Advocate has spent 30 years improving lives
Michelle Bobrow to be honored for supporting foster children
Michelle Bobrow has spent 30 years serving as an advocate for children in foster care. As a volunteer with CASA — Court Appointed Special Advocate — she helps ensure that children who have been removed from their homes because of abuse, neglect, or abandonment have a safety net of support.
Appointed by a family court judge to conduct an independent investigation into a child’s life, CASA advocates meet with parents, teachers, social workers, health-care workers, and relatives — and with the child — to gather information to help the judge assigned to the case evaluate the situation and make decisions about the youngster’s future.
In the field, Bobrow is known for her tenacity. If her calls are not returned, she finds another way. “I set my teeth and move forward,” said the Maplewood resident. “Kids are in situations through no fault of their own and they deserve better, and if we can make their lives better, it’s incumbent on us to do what we can.”
Bobrow will be honored Saturday, Oct. 19, at the Ruby Red Shoe Bash, which raises funds to recruit and train child advocates for CASA for Children of Essex County, the oldest and largest CASA program in New Jersey. She is the first recipient of the CASA Star Honoree Award, which recognizes outstanding volunteers.
Tamara Harris, the executive director of Essex County CASA, said Bobrow’s work is critical to the well-being of the children. CASA interviewed several people, now adults, who had Bobrow as their advocate during childhood. Harris said one woman told CASA having Bobrow on her side “was a turning point in her life; she is forever grateful.”
Bobrow said that when she joined a tutoring program as a volunteer while attending Douglass College at Rutgers University, “my eyes were opened. I saw that I was fortunate to have what I did, and I wanted to make things better for others.” She became a social worker at the Bureau of Children’s Services, a forerunner to the Division of Child Protection and Permanency. After taking a break when her daughter was young, she took the required 30-hour training program and began her volunteer work for CASA.
Bobrow’s service to the community extends beyond CASA. In 1991, she and her husband, Harold, founded the Bobrow Kosher Food Pantry, which operates out of their synagogue, Oheb Shalom Congregation in South Orange. The pantry serves about 200 households each month and is staffed entirely by volunteers; they gather at the synagogue to bag food on Wednesday nights and distribute it to families on Sunday mornings. She also works with the League of Women Voters and the New Jersey Coalition Against Human Trafficking.
CASA advocates typically handle just one case at a time, allowing them to fully focus on that child and any siblings and work in concert with the state’s social workers, who typically have a heavy caseload. “The system is overburdened,” Harris said. “We need more CASA advocates to support the court in meeting the needs of all the children in these straits.” If children have lived in multiple homes — either with family members or foster parents — “a CASA advocate may be the only consistent person in their life,” Harris said. “The stability can help minimize trauma and help a child navigate the complex child welfare system.” A CASA advocate usually works with each child for about three years. Essex CASA’s 253 volunteers provide services to more than 400 foster children a year.

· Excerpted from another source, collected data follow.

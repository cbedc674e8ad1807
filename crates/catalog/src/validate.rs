//! Form-field validation engine.
//!
//! One generic [`validate`] function consumes a declarative rule table and a
//! raw field map (as decoded from a form body). Every field is trimmed,
//! bounds-checked, and markup-escaped; violations are collected rather than
//! failing fast, so a submission with several bad fields reports all of them
//! in one pass. Malformed input never produces an error value at this layer —
//! it produces field messages for the form to re-render.

use std::collections::HashMap;

use serde::Serialize;

/// What a single rule enforces on its (trimmed) field value.
#[derive(Debug, Clone, Copy, PartialEq, Eq)]
pub enum RuleKind {
    /// Character count must fall inside `[min, max]`.
    Length { min: usize, max: usize },
    /// Value must be non-empty after trimming. Used for reference and
    /// numeric fields; coercion to a number is the store's job.
    Required,
}

/// One row of a rule table.
#[derive(Debug, Clone, Copy)]
pub struct FieldRule {
    /// Form field name, e.g. `"description"`.
    pub field: &'static str,
    /// Human-readable label used to build error messages,
    /// e.g. `"Item description"`.
    pub label: &'static str,
    pub kind: RuleKind,
}

/// A single human-readable rule violation, tied to its field.
#[derive(Debug, Clone, PartialEq, Eq, Serialize)]
pub struct FieldError {
    pub field: &'static str,
    pub message: String,
}

/// Outcome of running a rule table over a field map.
///
/// `fields` always holds the full normalized (trimmed, escaped) value set,
/// including the values that failed their rule — the form re-render needs
/// the operator's prior input preserved.
#[derive(Debug, Clone, Default)]
pub struct Validated {
    pub fields: HashMap<String, String>,
    pub errors: Vec<FieldError>,
}

impl Validated {
    pub fn is_clean(&self) -> bool {
        self.errors.is_empty()
    }
}

/// Run `rules` over `fields`, collecting every violation.
///
/// Fields submitted but absent from the rule table are ignored, which is
/// what makes the update path immune to stray `id`/`_id` form fields. A
/// field missing from the submission is treated as empty.
pub fn validate(fields: &HashMap<String, String>, rules: &[FieldRule]) -> Validated {
    let mut normalized = HashMap::with_capacity(rules.len());
    let mut errors = Vec::new();

    for rule in rules {
        let raw = fields.get(rule.field).map(String::as_str).unwrap_or("");
        let trimmed = raw.trim();

        match rule.kind {
            RuleKind::Length { min, max } => {
                let len = trimmed.chars().count();
                if len < min || len > max {
                    errors.push(FieldError {
                        field: rule.field,
                        message: format!(
                            "{} must contain between {min} and {max} characters",
                            rule.label
                        ),
                    });
                }
            }
            RuleKind::Required => {
                if trimmed.is_empty() {
                    errors.push(FieldError {
                        field: rule.field,
                        message: format!("{} must not be empty", rule.label),
                    });
                }
            }
        }

        normalized.insert(rule.field.to_string(), escape_markup(trimmed));
    }

    Validated {
        fields: normalized,
        errors,
    }
}

/// Escape markup-significant characters so stored values render safely.
///
/// Covers quotes, slashes, and backticks too, since values land inside
/// attribute positions as well as element bodies.
pub fn escape_markup(s: &str) -> String {
    let mut out = String::with_capacity(s.len());
    for c in s.chars() {
        match c {
            '&' => out.push_str("&amp;"),
            '<' => out.push_str("&lt;"),
            '>' => out.push_str("&gt;"),
            '"' => out.push_str("&quot;"),
            '\'' => out.push_str("&#x27;"),
            '/' => out.push_str("&#x2F;"),
            '\\' => out.push_str("&#x5C;"),
            '`' => out.push_str("&#96;"),
            _ => out.push(c),
        }
    }
    out
}

#[cfg(test)]
mod tests {
    use super::*;
    use crate::category::CATEGORY_RULES;
    use crate::item::ITEM_RULES;

    fn fields(pairs: &[(&str, &str)]) -> HashMap<String, String> {
        pairs
            .iter()
            .map(|(k, v)| (k.to_string(), v.to_string()))
            .collect()
    }

    #[test]
    fn valid_category_fields_pass_clean() {
        let v = validate(
            &fields(&[("name", "  Rings  "), ("description", "Very powerful item stat")]),
            CATEGORY_RULES,
        );
        assert!(v.is_clean());
        assert_eq!(v.fields["name"], "Rings");
        assert_eq!(v.fields["description"], "Very powerful item stat");
    }

    #[test]
    fn length_violations_are_collected_per_field() {
        let v = validate(&fields(&[("name", "ab"), ("description", "shrt")]), CATEGORY_RULES);
        let bad: Vec<_> = v.errors.iter().map(|e| e.field).collect();
        assert_eq!(bad, vec!["name", "description"]);
        assert_eq!(
            v.errors[0].message,
            "Category name must contain between 5 and 50 characters"
        );
    }

    #[test]
    fn missing_field_counts_as_empty() {
        let v = validate(&fields(&[("name", "Amulets")]), CATEGORY_RULES);
        assert_eq!(v.errors.len(), 1);
        assert_eq!(v.errors[0].field, "description");
        assert_eq!(v.fields["description"], "");
    }

    #[test]
    fn unknown_fields_are_dropped() {
        let v = validate(
            &fields(&[
                ("name", "Rings"),
                ("description", "A fine description"),
                ("_id", "1234"),
                ("id", "5678"),
            ]),
            CATEGORY_RULES,
        );
        assert!(v.is_clean());
        assert!(!v.fields.contains_key("_id"));
        assert!(!v.fields.contains_key("id"));
    }

    #[test]
    fn markup_is_escaped_in_normalized_output() {
        let v = validate(
            &fields(&[("name", "<b>Rings</b>"), ("description", "\"quoted\" & 'single'")]),
            CATEGORY_RULES,
        );
        assert_eq!(v.fields["name"], "&lt;b&gt;Rings&lt;&#x2F;b&gt;");
        assert_eq!(
            v.fields["description"],
            "&quot;quoted&quot; &amp; &#x27;single&#x27;"
        );
    }

    #[test]
    fn slashes_and_backticks_are_escaped_too() {
        let v = validate(
            &fields(&[("name", "Rings`n\\Things"), ("description", "Swords/Daggers and so on")]),
            CATEGORY_RULES,
        );
        assert_eq!(v.fields["name"], "Rings&#96;n&#x5C;Things");
        assert_eq!(v.fields["description"], "Swords&#x2F;Daggers and so on");
    }

    #[test]
    fn length_bounds_apply_before_escaping_inflates_the_value() {
        // 50 chars of '<' escape to 200, but the bound is on the trimmed raw value.
        let raw = "<".repeat(50);
        let v = validate(
            &fields(&[("name", raw.as_str()), ("description", "A fine description")]),
            CATEGORY_RULES,
        );
        assert!(v.is_clean());
    }

    #[test]
    fn item_reference_and_numeric_fields_require_presence_only() {
        let v = validate(
            &fields(&[
                ("name", "Sapphire Ring"),
                ("description", "A ring with a sapphire set in it"),
                ("category", ""),
                ("price", "   "),
                ("stock", "abc"),
            ]),
            ITEM_RULES,
        );
        let bad: Vec<_> = v.errors.iter().map(|e| e.field).collect();
        assert_eq!(bad, vec!["category", "price"]);
        // Non-numeric stock passes this layer; coercion happens in the store.
        assert_eq!(v.fields["stock"], "abc");
    }

    mod properties {
        use super::*;
        use proptest::prelude::*;

        proptest! {
            /// In-bounds category submissions never produce errors.
            #[test]
            fn in_bounds_category_is_always_clean(
                name in "[A-Za-z0-9 ]{5,50}",
                description in "[A-Za-z0-9 ]{5,200}"
            ) {
                // Guard against trimming pushing an all-space value under the minimum.
                prop_assume!(name.trim().chars().count() >= 5);
                prop_assume!(description.trim().chars().count() >= 5);

                let v = validate(
                    &fields(&[("name", name.as_str()), ("description", description.as_str())]),
                    CATEGORY_RULES,
                );
                prop_assert!(v.is_clean(), "unexpected errors: {:?}", v.errors);
            }

            /// Validation never panics and always yields one normalized value
            /// per rule, whatever the input.
            #[test]
            fn arbitrary_input_yields_full_field_map(
                name in ".*",
                description in ".*",
                extra in ".*"
            ) {
                let v = validate(
                    &fields(&[
                        ("name", name.as_str()),
                        ("description", description.as_str()),
                        ("junk", extra.as_str()),
                    ]),
                    CATEGORY_RULES,
                );
                prop_assert_eq!(v.fields.len(), CATEGORY_RULES.len());
                for value in v.fields.values() {
                    prop_assert!(!value.contains('<') && !value.contains('>'));
                }
            }
        }
    }
}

Once in the foster care system, a child can sometimes spend years there, moving multiple times. More than a third of children transfer to a new school when they enter foster care, according to CASA. Research has shown that children with a CASA advocate are more likely to remain in school and either reunite with their family or find a permanent home, according to CASA reports.

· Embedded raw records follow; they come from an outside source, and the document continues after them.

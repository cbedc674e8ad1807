use thiserror::Error;

use shopkeep_store::StoreError;

/// Result type for workflow operations.
pub type WorkflowResult<T> = Result<T, WorkflowError>;

/// Workflow-level error.
///
/// `NotFound` is the recoverable "id does not resolve" case (a 404 at the
/// edge); `Store` is a persistence failure and fatal for the request.
#[derive(Debug, Error)]
pub enum WorkflowError {
    #[error("record not found")]
    NotFound,

    #[error(transparent)]
    Store(#[from] StoreError),
}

CASA advocates meet with the child monthly and explain the proceedings. They submit a report to the judge with recommendations for the child and can be called on in court to answer questions from the judge.

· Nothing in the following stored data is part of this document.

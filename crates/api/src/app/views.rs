//! Server-rendered HTML pages.
//!
//! Plain string building, no template engine. Record fields were trimmed
//! and markup-escaped by the validation engine before they were stored, so
//! they are safe to interpolate; ids render through their UUID `Display`.

use shopkeep_catalog::{Category, CategoryDraft, FieldError, Item, ItemDraft};
use shopkeep_workflow::Overview;

fn page(title: &str, body: &str) -> String {
    format!(
        "<!DOCTYPE html>\n<html lang=\"en\">\n<head><meta charset=\"utf-8\"><title>{title}</title></head>\n<body>\n\
         <nav><a href=\"/\">Home</a> | <a href=\"/categories\">Categories</a> | <a href=\"/items\">Items</a></nav>\n\
         <h1>{title}</h1>\n{body}\n</body>\n</html>\n"
    )
}

fn error_list(errors: &[FieldError]) -> String {
    if errors.is_empty() {
        return String::new();
    }
    let items: String = errors
        .iter()
        .map(|e| format!("<li>{}</li>", e.message))
        .collect();
    format!("<ul class=\"errors\">{items}</ul>\n")
}

pub fn index(overview: &Overview) -> String {
    let body = format!(
        "<p>The shop currently holds {} items across {} categories.</p>\n\
         <ul><li><a href=\"/items\">All items</a></li><li><a href=\"/categories\">All categories</a></li></ul>",
        overview.item_count, overview.category_count
    );
    page("ARPG Shop Home", &body)
}

pub fn category_list(categories: &[Category]) -> String {
    let rows: String = categories
        .iter()
        .map(|c| format!("<li><a href=\"{}\">{}</a></li>", c.url(), c.name))
        .collect();
    let body = format!(
        "<ul>{rows}</ul>\n<p><a href=\"/category/create\">Create a new category</a></p>"
    );
    page("All Categories", &body)
}

pub fn category_detail(category: &Category, items: &[Item]) -> String {
    let item_rows: String = items
        .iter()
        .map(|i| format!("<li><a href=\"{}\">{}</a> — {}</li>", i.url(), i.name, i.description))
        .collect();
    let items_block = if items.is_empty() {
        "<p>This category has no items.</p>".to_string()
    } else {
        format!("<ul>{item_rows}</ul>")
    };
    let body = format!(
        "<p>{}</p>\n<h2>Items in this category</h2>\n{items_block}\n\
         <p><a href=\"{url}/update\">Update</a> | <a href=\"{url}/delete\">Delete</a></p>",
        category.description,
        url = category.url()
    );
    page("Category Specifics", &body)
}

pub fn category_form(title: &str, action: &str, draft: &CategoryDraft, errors: &[FieldError]) -> String {
    let body = format!(
        "{errors}<form method=\"post\" action=\"{action}\">\n\
         <label>Name <input type=\"text\" name=\"name\" value=\"{name}\"></label><br>\n\
         <label>Description <textarea name=\"description\">{description}</textarea></label><br>\n\
         <button type=\"submit\">Submit</button>\n</form>",
        errors = error_list(errors),
        name = draft.name,
        description = draft.description,
    );
    page(title, &body)
}

/// Delete-confirmation page; doubles as the blocked view when items still
/// reference the category.
pub fn category_delete(category: &Category, blocking_items: &[Item]) -> String {
    let body = if blocking_items.is_empty() {
        format!(
            "<p>Delete category <strong>{}</strong>?</p>\n\
             <form method=\"post\" action=\"{}/delete\">\n\
             <button type=\"submit\">Delete</button>\n</form>",
            category.name,
            category.url()
        )
    } else {
        let rows: String = blocking_items
            .iter()
            .map(|i| format!("<li><a href=\"{}\">{}</a></li>", i.url(), i.name))
            .collect();
        format!(
            "<p>Category <strong>{}</strong> cannot be deleted while the following items reference it:</p>\n\
             <ul>{rows}</ul>\n<p>Delete those items first.</p>",
            category.name
        )
    };
    page("Delete Category", &body)
}

pub fn item_list(items: &[Item]) -> String {
    let rows: String = items
        .iter()
        .map(|i| format!("<li><a href=\"{}\">{}</a></li>", i.url(), i.name))
        .collect();
    let body = format!("<ul>{rows}</ul>\n<p><a href=\"/item/create\">Create a new item</a></p>");
    page("Item List", &body)
}

pub fn item_detail(item: &Item, category: &Category) -> String {
    let body = format!(
        "<p>{}</p>\n\
         <p>Category: <a href=\"{}\">{}</a></p>\n\
         <p>Price: {} | In stock: {}</p>\n\
         <p><a href=\"{url}/update\">Update</a> | <a href=\"{url}/delete\">Delete</a></p>",
        item.description,
        category.url(),
        category.name,
        item.price,
        item.stock,
        url = item.url()
    );
    page("Item Details", &body)
}

pub fn item_form(
    title: &str,
    action: &str,
    draft: &ItemDraft,
    categories: &[Category],
    errors: &[FieldError],
) -> String {
    let options: String = categories
        .iter()
        .map(|c| {
            let selected = if draft.category == c.id.to_string() {
                " selected"
            } else {
                ""
            };
            format!("<option value=\"{}\"{selected}>{}</option>", c.id, c.name)
        })
        .collect();
    let body = format!(
        "{errors}<form method=\"post\" action=\"{action}\">\n\
         <label>Name <input type=\"text\" name=\"name\" value=\"{name}\"></label><br>\n\
         <label>Description <textarea name=\"description\">{description}</textarea></label><br>\n\
         <label>Category <select name=\"category\"><option value=\"\"></option>{options}</select></label><br>\n\
         <label>Price <input type=\"text\" name=\"price\" value=\"{price}\"></label><br>\n\
         <label>Stock <input type=\"text\" name=\"stock\" value=\"{stock}\"></label><br>\n\
         <button type=\"submit\">Submit</button>\n</form>",
        errors = error_list(errors),
        name = draft.name,
        description = draft.description,
        price = draft.price,
        stock = draft.stock,
    );
    page(title, &body)
}

pub fn item_delete(item: &Item) -> String {
    let body = format!(
        "<p>Delete item <strong>{}</strong>?</p>\n\
         <form method=\"post\" action=\"{}/delete\">\n\
         <button type=\"submit\">Delete</button>\n</form>",
        item.name,
        item.url()
    );
    page("Delete Item", &body)
}

pub fn not_found() -> String {
    page("Not Found", "<p>The requested record does not exist.</p>")
}

pub fn server_error() -> String {
    page("Server Error", "<p>Something went wrong. Try again later.</p>")
}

Bobrow’s work as an advocate requires a mix of sleuthing and persistence, along with an ability to make difficult assessments about what is best for a child who has faced challenging circumstances. It is especially critical, she said, to figure out what areas the child’s needs are in — medical attention and educational support, for example — and try to ensure those needs are met. A CASA advocate must also help determine whether reuniting with family members is feasible and in the best interests of the child.
In one case, Bobrow was assigned a boy who was skipping school and getting low grades. The school administration was against having him tested, but, Bobrow said, “I fought long and hard to make sure he was evaluated by the child study team.” The findings: He had missed learning the fundamentals, so he couldn’t understand the material. After taking remedial courses, “he learned that he could learn, and he stayed in school and started doing better. He wasn’t the class clown anymore,” Bobrow said.
Spending 30 years serving as a CASA advocate — the average is about four years — makes Bobrow unique, said Harris: “It is such a powerful statement for someone to be dedicated to this work for decades.”